• EXERCISE AIM:
Report every line of the records below that includes the string "Copy".

Records from a dataset:
- - - - -
// =============================================================================
// Moving-Average Crossover Classifier
// =============================================================================
//
// Looks only at the two most recent annotated bars (`prev`, `curr`).  The
// moving averages already summarise the longer history, so the rule is O(1)
// in the length of the sequence.  Rules are evaluated in priority order:
//
//   1. INSUFFICIENT_DATA  fewer than `min_history` bars (or fewer than 2)
//   2. BUY_CROSSOVER      prev.short <= prev.long  and  curr.short > curr.long
//   3. SELL_CROSSOVER     prev.short >= prev.long  and  curr.short < curr.long
//   4. UPTREND            curr.short > curr.long   and  curr.close > curr.short
//   5. DOWNTREND          curr.short < curr.long   and  curr.close < curr.short
//   6. NEUTRAL            anything else
//
// Comparisons against NaN are false, so a bar whose long average is still
// undefined can never take part in a crossover.
// =============================================================================

use std::fmt;

use serde::{Deserialize, Serialize};

use crate::types::AnnotatedBar;

/// History required by the default 7/21 profile.
pub const DEFAULT_MIN_HISTORY: usize = 21;

/// Discrete signal classification.
#[derive(Debug, Clone, Copy, PartialEq, Eq, Hash, Serialize, Deserialize)]
#[serde(rename_all = "SCREAMING_SNAKE_CASE")]
pub enum SignalKind {
    InsufficientData,
    BuyCrossover,
    SellCrossover,
    Uptrend,
    Downtrend,
    Neutral,
}

impl fmt::Display for SignalKind {
    fn fmt(&self, f: &mut fmt::Formatter<'_>) -> fmt::Result {
        match self {
            Self::InsufficientData => write!(f, "INSUFFICIENT_DATA"),
            Self::BuyCrossover => write!(f, "BUY_CROSSOVER"),
            Self::SellCrossover => write!(f, "SELL_CROSSOVER"),
            Self::Uptrend => write!(f, "UPTREND"),
            Self::Downtrend => write!(f, "DOWNTREND"),
            Self::Neutral => write!(f, "NEUTRAL"),
        }
    }
}

/// Classifier output: the signal plus the last one-bar price change.
#[derive(Debug, Clone, Copy, PartialEq, Serialize, Deserialize)]
pub struct SignalReport {
    pub kind: SignalKind,
    /// `(curr.close - prev.close) / prev.close * 100`.  Informational only;
    /// `None` when there is no previous bar or its close is zero.
    pub price_change_pct: Option<f64>,
}

impl SignalReport {
    pub fn insufficient() -> Self {
        Self {
            kind: SignalKind::InsufficientData,
            price_change_pct: None,
        }
    }
}

impl fmt::Display for SignalReport {
    fn fmt(&self, f: &mut fmt::Formatter<'_>) -> fmt::Result {
        let change = match self.price_change_pct {
            Some(pct) => format!("{pct:+.2}%"),
            None => "n/a".to_string(),
        };
        match self.kind {
            SignalKind::InsufficientData => {
                write!(f, "Insufficient data for technical analysis")
            }
            SignalKind::BuyCrossover => {
                write!(f, "BUY signal: short MA crossed above long MA ({change})")
            }
            SignalKind::SellCrossover => {
                write!(f, "SELL signal: short MA crossed below long MA ({change})")
            }
            SignalKind::Uptrend => write!(f, "Uptrend: short MA above long MA ({change})"),
            SignalKind::Downtrend => write!(f, "Downtrend: short MA below long MA ({change})"),
            SignalKind::Neutral => write!(f, "No clear signal. Change: {change}"),
        }
    }
}

/// Classify `bars` (annotated with the 7/21 moving averages) using the
/// default history requirement of [`DEFAULT_MIN_HISTORY`] bars.
pub fn classify_signal(bars: &[AnnotatedBar]) -> SignalReport {
    classify_signal_with_min_history(bars, DEFAULT_MIN_HISTORY)
}

/// Classify `bars`, requiring at least `min_history` bars (never fewer
/// than two).
pub fn classify_signal_with_min_history(bars: &[AnnotatedBar], min_history: usize) -> SignalReport {
    let n = bars.len();
    if n < 2 || n < min_history {
        return SignalReport::insufficient();
    }
    let prev = &bars[n - 2];
    let curr = &bars[n - 1];

    SignalReport {
        kind: classify_pair(prev, curr),
        price_change_pct: price_change_pct(prev.close(), curr.close()),
    }
}

/// Apply rules 2-6 to a `(prev, curr)` pair.
pub fn classify_pair(prev: &AnnotatedBar, curr: &AnnotatedBar) -> SignalKind {
    if prev.sma_short <= prev.sma_long && curr.sma_short > curr.sma_long {
        SignalKind::BuyCrossover
    } else if prev.sma_short >= prev.sma_long && curr.sma_short < curr.sma_long {
        SignalKind::SellCrossover
    } else if curr.sma_short > curr.sma_long && curr.close() > curr.sma_short {
        SignalKind::Uptrend
    } else if curr.sma_short < curr.sma_long && curr.close() < curr.sma_short {
        SignalKind::Downtrend
    } else {
        SignalKind::Neutral
    }
}

fn price_change_pct(prev_close: f64, curr_close: f64) -> Option<f64> {
    if prev_close == 0.0 {
        return None;
    }
    Some((curr_close - prev_close) / prev_close * 100.0)
}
- - - - -
• ANSWER FOR THE TASK:
#[derive(Debug, Clone, Copy, PartialEq, Eq, Hash, Serialize, Deserialize)]
#[derive(Debug, Clone, Copy, PartialEq, Serialize, Deserialize)]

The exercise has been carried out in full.